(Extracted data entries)
>>>>

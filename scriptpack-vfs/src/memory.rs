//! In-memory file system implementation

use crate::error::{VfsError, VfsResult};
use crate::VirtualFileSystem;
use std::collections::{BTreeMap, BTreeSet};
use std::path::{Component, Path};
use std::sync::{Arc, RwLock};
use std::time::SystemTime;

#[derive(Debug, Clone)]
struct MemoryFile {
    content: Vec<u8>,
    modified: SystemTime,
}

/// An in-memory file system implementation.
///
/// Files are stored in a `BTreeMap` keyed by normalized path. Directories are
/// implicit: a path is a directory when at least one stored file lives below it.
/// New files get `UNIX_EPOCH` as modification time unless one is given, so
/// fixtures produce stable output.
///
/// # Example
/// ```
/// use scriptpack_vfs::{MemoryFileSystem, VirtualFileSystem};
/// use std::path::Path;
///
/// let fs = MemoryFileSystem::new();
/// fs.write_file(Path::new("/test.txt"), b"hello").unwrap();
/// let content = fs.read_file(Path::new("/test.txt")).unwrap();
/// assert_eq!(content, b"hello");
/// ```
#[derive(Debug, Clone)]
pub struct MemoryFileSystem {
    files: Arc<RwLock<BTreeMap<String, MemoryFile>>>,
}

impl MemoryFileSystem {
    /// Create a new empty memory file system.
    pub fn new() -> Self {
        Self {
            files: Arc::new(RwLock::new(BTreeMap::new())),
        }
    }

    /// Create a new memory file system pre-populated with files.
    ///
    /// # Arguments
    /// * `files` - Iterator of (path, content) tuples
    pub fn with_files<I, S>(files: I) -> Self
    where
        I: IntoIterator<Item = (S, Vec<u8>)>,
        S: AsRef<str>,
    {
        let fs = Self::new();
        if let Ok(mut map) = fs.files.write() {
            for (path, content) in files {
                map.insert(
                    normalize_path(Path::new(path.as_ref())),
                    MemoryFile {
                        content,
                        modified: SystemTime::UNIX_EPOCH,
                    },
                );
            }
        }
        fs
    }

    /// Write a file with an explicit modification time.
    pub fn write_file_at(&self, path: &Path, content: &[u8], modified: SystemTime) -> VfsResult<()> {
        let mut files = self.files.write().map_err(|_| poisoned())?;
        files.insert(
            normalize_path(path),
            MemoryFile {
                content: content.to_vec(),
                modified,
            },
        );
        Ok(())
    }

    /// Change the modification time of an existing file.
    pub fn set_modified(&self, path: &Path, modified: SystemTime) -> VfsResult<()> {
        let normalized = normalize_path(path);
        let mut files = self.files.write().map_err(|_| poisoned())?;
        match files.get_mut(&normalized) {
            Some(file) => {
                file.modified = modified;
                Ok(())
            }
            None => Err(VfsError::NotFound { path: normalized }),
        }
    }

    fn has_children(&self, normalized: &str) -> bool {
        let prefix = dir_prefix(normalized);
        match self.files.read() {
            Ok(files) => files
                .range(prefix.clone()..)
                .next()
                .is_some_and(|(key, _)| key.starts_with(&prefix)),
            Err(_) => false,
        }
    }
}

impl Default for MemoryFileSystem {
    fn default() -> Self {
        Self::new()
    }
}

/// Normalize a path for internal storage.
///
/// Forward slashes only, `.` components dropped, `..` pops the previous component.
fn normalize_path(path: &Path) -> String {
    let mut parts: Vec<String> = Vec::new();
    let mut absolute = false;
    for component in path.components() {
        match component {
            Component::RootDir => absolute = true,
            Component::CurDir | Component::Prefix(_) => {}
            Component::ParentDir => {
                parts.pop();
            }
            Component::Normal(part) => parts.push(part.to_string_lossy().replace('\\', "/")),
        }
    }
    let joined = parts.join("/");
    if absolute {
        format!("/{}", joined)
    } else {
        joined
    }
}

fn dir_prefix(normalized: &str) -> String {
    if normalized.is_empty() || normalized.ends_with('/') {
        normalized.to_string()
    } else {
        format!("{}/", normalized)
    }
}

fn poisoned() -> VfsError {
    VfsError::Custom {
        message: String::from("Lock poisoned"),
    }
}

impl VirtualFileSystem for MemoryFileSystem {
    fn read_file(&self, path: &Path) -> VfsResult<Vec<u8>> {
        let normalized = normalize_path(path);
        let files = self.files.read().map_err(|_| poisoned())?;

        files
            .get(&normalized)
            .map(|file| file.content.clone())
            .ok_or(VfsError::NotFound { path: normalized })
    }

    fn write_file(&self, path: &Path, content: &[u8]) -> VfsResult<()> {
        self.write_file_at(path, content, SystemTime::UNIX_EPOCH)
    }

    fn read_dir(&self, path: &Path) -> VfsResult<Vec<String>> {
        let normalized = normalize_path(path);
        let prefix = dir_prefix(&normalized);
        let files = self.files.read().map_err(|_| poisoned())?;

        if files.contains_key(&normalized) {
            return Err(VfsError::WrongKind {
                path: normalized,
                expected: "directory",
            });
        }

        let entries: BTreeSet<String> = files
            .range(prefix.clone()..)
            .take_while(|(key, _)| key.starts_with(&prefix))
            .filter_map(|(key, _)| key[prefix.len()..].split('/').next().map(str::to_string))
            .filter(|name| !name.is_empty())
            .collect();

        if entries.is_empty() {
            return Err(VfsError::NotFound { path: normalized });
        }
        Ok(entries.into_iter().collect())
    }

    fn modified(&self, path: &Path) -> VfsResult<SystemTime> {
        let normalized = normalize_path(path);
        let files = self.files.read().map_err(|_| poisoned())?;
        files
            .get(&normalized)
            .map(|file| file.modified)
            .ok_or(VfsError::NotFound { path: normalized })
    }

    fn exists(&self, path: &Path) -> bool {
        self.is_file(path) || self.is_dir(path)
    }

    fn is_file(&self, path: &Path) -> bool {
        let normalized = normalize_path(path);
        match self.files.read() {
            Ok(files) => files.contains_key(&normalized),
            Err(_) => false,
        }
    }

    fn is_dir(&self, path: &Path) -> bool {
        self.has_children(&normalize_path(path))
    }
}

<<<<
>>>>

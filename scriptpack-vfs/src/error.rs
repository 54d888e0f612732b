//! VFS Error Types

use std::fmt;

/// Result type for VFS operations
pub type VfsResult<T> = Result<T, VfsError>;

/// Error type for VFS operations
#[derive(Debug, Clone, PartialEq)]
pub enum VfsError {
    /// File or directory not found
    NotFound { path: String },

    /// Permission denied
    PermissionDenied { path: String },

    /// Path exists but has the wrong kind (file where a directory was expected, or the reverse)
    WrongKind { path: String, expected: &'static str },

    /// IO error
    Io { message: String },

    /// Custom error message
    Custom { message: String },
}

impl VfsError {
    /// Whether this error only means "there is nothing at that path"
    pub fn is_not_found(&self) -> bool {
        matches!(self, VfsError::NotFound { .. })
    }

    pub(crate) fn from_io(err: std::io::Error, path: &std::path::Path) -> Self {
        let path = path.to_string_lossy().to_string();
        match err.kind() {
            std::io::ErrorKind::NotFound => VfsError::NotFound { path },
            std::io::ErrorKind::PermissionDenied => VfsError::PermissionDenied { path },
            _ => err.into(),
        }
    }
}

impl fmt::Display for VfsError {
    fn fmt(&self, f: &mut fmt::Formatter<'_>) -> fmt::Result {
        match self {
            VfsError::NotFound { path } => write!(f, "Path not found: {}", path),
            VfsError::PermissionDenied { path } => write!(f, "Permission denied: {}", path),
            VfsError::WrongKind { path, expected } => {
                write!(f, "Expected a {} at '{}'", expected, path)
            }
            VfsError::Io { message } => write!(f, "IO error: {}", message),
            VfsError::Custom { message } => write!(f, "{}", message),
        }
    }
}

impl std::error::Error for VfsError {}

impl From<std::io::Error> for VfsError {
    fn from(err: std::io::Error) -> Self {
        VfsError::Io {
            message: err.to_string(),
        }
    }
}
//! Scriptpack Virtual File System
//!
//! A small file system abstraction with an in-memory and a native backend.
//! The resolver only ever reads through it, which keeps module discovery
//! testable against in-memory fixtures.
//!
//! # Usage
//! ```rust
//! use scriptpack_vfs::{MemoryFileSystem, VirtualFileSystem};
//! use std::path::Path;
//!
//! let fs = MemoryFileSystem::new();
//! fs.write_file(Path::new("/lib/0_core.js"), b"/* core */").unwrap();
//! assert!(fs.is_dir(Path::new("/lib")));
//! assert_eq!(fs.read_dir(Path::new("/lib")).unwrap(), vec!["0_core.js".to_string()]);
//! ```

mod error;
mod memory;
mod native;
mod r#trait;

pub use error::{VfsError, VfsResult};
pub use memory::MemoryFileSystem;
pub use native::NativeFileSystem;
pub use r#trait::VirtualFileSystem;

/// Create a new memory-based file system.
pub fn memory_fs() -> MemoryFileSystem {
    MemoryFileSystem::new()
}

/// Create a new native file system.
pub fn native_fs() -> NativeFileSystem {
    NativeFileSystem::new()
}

<<<<

→ Problem statement
With "Create" as the search string, filter the records and return each line that has it.

→ Solution to this task
    /// Create a new empty memory file system.
    /// Create a new memory file system pre-populated with files.
/// Create a new memory-based file system.
/// Create a new native file system.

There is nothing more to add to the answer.